This was because in many such cases the court ‘
would
not be able to function properly if every party with a direct and
substantial interest in a dispute over the constitutional
validity of
a statute was entitled, as of right as it were, to intervene in a
hearing held to determine constitutional validity
’
.
The implication of those observations for the notion of necessary
joinder in such applications seems to be that where the
interests of
a very large, and effectively indeterminable, number of persons might
be affected by the order sought, it would be
impracticable to require
that they should all be joined. A pragmatic approach has to be
adopted in such cases in identifying
who needs to be joined as a
necessary party. A material consideration is that the
constitutional invalidity of legislation
– certainly laws of
general application - falls to be determined objectively, and not
with reference to the its subjective
effect on particular
individuals.
[18]
[48]
It seems to me that rule 16A of the Uniform Rules
was introduced recognising that in matters where the constitutional
validity of
legislation is impugned it will often be impractical for
an applicant to join everyone whose interests might be affected.
Rule 16A serves in effect to provide for a surrogate joinder by means
of a legislatively ordained form of judicial notice of proceedings
to
affected parties. It gives them notice of the opportunity to
ask for a hearing. It will be a question of degree
and
practicality as to when actual or substituted service in terms of
rules 4 and 5 is required and when notice in terms of rule
16A will
be sufficient. When notice in terms of rule 16A is sufficient
it will be for the party in receipt of such notice
to show why they
should be admitted to the proceedings, either as a party or an
amicus
.
Practical considerations might require that they will have to show
more than that they have a direct and substantial interest
in the
outcome of the litigation.
[49]
The PARMED Act is not a law of general
application; it pertains only to a limited number of officers of
state.
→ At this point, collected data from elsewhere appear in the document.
//! The subscription connection the listener reads from.
//!
//! The engine never creates database connections itself. A [`SubscriptionSource`] is handed to
//! the listener and asked for a fresh [`Subscription`] on start and after every connection loss.

use std::fmt::Debug;
use std::sync::Arc;
use std::time::Duration;

use async_trait::async_trait;
use bytes::Bytes;
use thiserror::Error;

/// An undecoded notification body together with the channel it arrived on
#[derive(Debug, Clone, PartialEq, Eq)]
pub struct RawPayload {
    pub channel: Arc<str>,
    pub body: Bytes,
}

impl RawPayload {
    pub fn new(channel: impl Into<Arc<str>>, body: impl Into<Bytes>) -> Self {
        Self {
            channel: channel.into(),
            body: body.into(),
        }
    }
}

/// Connection-level failures. All of them are transient from the listener's point of view and
/// lead to a reconnect.
#[derive(Debug, Error)]
pub enum ConnectionError {
    #[error("failed to connect: {0}")]
    Connect(String),

    #[error("failed to subscribe to channel {channel:?}: {reason}")]
    Subscribe { channel: String, reason: String },

    #[error("connection lost: {0}")]
    Lost(String),
}

#[async_trait]
pub trait SubscriptionSource: Debug + Send + Sync + 'static {
    /// Open a new connection. No channel is subscribed yet.
    async fn connect(&self) -> Result<Box<dyn Subscription>, ConnectionError>;
}

#[async_trait]
pub trait Subscription: Debug + Send {
    async fn subscribe(&mut self, channel: &str) -> Result<(), ConnectionError>;

    async fn unsubscribe(&mut self, channel: &str) -> Result<(), ConnectionError>;

    /// Wait up to `timeout` for the next payload on any subscribed channel.
    ///
    /// `Ok(None)` means the timeout elapsed. Implementations must be cancel safe: dropping the
    /// future before it completes must not lose a payload.
    async fn read_next(&mut self, timeout: Duration) -> Result<Option<RawPayload>, ConnectionError>;

    /// Release the connection
    async fn close(self: Box<Self>);
}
I am not persuaded
that considerations of practicality
stand in the way of the joinder of each of the other individual
members of the PARMED scheme.
They are all certainly
identifiable, and although their number is not small, it is far from
infinite. A range of means whereby
effective notice might be
given to each of them directly is readily conceivable. It might
not be necessary, and may indeed
be impractical, to cite them
individually, rather than by category as described in s 1 of the
PARMED Act, but that would not
be any reason for the applicants not
to name them individually in supplemented founding papers
[19]
and to effect service on them. It will be
for the applicants to decide how service should be effected, and, if
appropriate,
to obtain directions for that purpose from the court.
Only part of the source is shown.